# Work instruction
The answer must consist of the entries, copied exactly and in full.

--- Listed records Enclosed Below ---

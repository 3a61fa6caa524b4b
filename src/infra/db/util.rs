use crate::application::repos::RepoError;

pub fn map_sqlx_error(err: sqlx::Error) -> RepoError {
    match err {
        sqlx::Error::RowNotFound => RepoError::NotFound,
        sqlx::Error::Database(db) if db.message().contains("duplicate key") => {
            RepoError::Duplicate {
                constraint: db.constraint().unwrap_or("unknown").to_string(),
            }
        }
        sqlx::Error::Database(db)
            if db.message().contains("violates foreign key constraint")
                || db.message().contains("invalid input syntax") =>
        {
            RepoError::InvalidInput {
                message: db.message().to_string(),
            }
        }
        sqlx::Error::Database(db) if db.message().contains("violates") => RepoError::Integrity {
            message: db.message().to_string(),
        },
        sqlx::Error::Database(db)
            if db
                .message()
                .contains("canceling statement due to user request") =>
        {
            RepoError::Timeout
        }
        other => RepoError::from_persistence(other),
    }
}
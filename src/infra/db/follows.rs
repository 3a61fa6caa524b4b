use async_trait::async_trait;
use time::OffsetDateTime;
use uuid::Uuid;

use crate::application::repos::{FollowsRepo, RepoError};
use crate::domain::entities::FollowRecord;

use super::PostgresRepositories;
use super::types::FollowRow;
use super::util::map_sqlx_error;

#[async_trait]
impl FollowsRepo for PostgresRepositories {
    async fn get_or_create_follow(
        &self,
        user_id: Uuid,
        author_id: Uuid,
    ) -> Result<FollowRecord, RepoError> {
        // The UNIQUE (user_id, author_id) constraint makes the insert a
        // no-op when the edge already exists; the follow-up select returns
        // the surviving row in either case.
        sqlx::query(
            "INSERT INTO follows (id, user_id, author_id, created_at) \
             VALUES ($1, $2, $3, $4) \
             ON CONFLICT (user_id, author_id) DO NOTHING",
        )
        .bind(Uuid::new_v4())
        .bind(user_id)
        .bind(author_id)
        .bind(OffsetDateTime::now_utc())
        .execute(self.pool())
        .await
        .map_err(map_sqlx_error)?;

        let row = sqlx::query_as::<_, FollowRow>(
            "SELECT id, user_id, author_id, created_at FROM follows \
             WHERE user_id = $1 AND author_id = $2",
        )
        .bind(user_id)
        .bind(author_id)
        .fetch_one(self.pool())
        .await
        .map_err(map_sqlx_error)?;

        Ok(FollowRecord::from(row))
    }

    async fn delete_follow(&self, user_id: Uuid, author_id: Uuid) -> Result<(), RepoError> {
        sqlx::query("DELETE FROM follows WHERE user_id = $1 AND author_id = $2")
            .bind(user_id)
            .bind(author_id)
            .execute(self.pool())
            .await
            .map_err(map_sqlx_error)?;

        Ok(())
    }

    async fn follow_exists(&self, user_id: Uuid, author_id: Uuid) -> Result<bool, RepoError> {
        let exists: bool = sqlx::query_scalar(
            "SELECT EXISTS (SELECT 1 FROM follows WHERE user_id = $1 AND author_id = $2)",
        )
        .bind(user_id)
        .bind(author_id)
        .fetch_one(self.pool())
        .await
        .map_err(map_sqlx_error)?;

        Ok(exists)
    }
}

--- End of Enclosed Listed records ---

# Solution
repository 3a61fa6caa524b4b
filename src/infra/db/util.rs
use crate::application::repos::RepoError;

pub fn map_sqlx_error(err: sqlx::Error) -> RepoError {
    match err {
        sqlx::Error::RowNotFound => RepoError::NotFound,
        sqlx::Error::Database(db) if db.message().contains("duplicate key") => {
            RepoError::Duplicate {
                constraint: db.constraint().unwrap_or("unknown").to_string(),
            }
        }
        sqlx::Error::Database(db)
            if db.message().contains("violates foreign key constraint")
                || db.message().contains("invalid input syntax") =>
        {
            RepoError::InvalidInput {
                message: db.message().to_string(),
            }
        }
        sqlx::Error::Database(db) if db.message().contains("violates") => RepoError::Integrity {
            message: db.message().to_string(),
        },
        sqlx::Error::Database(db)
            if db
                .message()
                .contains("canceling statement due to user request") =>
        {
            RepoError::Timeout
        }
        other => RepoError::from_persistence(other),
    }
}
filename src/infra/db/follows.rs
repository 3a61fa6caa524b4b
use async_trait::async_trait;
use time::OffsetDateTime;
use uuid::Uuid;

use crate::application::repos::{FollowsRepo, RepoError};
use crate::domain::entities::FollowRecord;

use super::PostgresRepositories;
use super::types::FollowRow;
use super::util::map_sqlx_error;

#[async_trait]
impl FollowsRepo for PostgresRepositories {
    async fn get_or_create_follow(
        &self,
        user_id: Uuid,
        author_id: Uuid,
    ) -> Result<FollowRecord, RepoError> {
        // The UNIQUE (user_id, author_id) constraint makes the insert a
        // no-op when the edge already exists; the follow-up select returns
        // the surviving row in either case.
        sqlx::query(
            "INSERT INTO follows (id, user_id, author_id, created_at) \
             VALUES ($1, $2, $3, $4) \
             ON CONFLICT (user_id, author_id) DO NOTHING",
        )
        .bind(Uuid::new_v4())
        .bind(user_id)
        .bind(author_id)
        .bind(OffsetDateTime::now_utc())
        .execute(self.pool())
        .await
        .map_err(map_sqlx_error)?;

        let row = sqlx::query_as::<_, FollowRow>(
            "SELECT id, user_id, author_id, created_at FROM follows \
             WHERE user_id = $1 AND author_id = $2",
        )
        .bind(user_id)
        .bind(author_id)
        .fetch_one(self.pool())
        .await
        .map_err(map_sqlx_error)?;

        Ok(FollowRecord::from(row))
    }

    async fn delete_follow(&self, user_id: Uuid, author_id: Uuid) -> Result<(), RepoError> {
        sqlx::query("DELETE FROM follows WHERE user_id = $1 AND author_id = $2")
            .bind(user_id)
            .bind(author_id)
            .execute(self.pool())
            .await
            .map_err(map_sqlx_error)?;

        Ok(())
    }

    async fn follow_exists(&self, user_id: Uuid, author_id: Uuid) -> Result<bool, RepoError> {
        let exists: bool = sqlx::query_scalar(
            "SELECT EXISTS (SELECT 1 FROM follows WHERE user_id = $1 AND author_id = $2)",
        )
        .bind(user_id)
        .bind(author_id)
        .fetch_one(self.pool())
        .await
        .map_err(map_sqlx_error)?;

        Ok(exists)
    }
}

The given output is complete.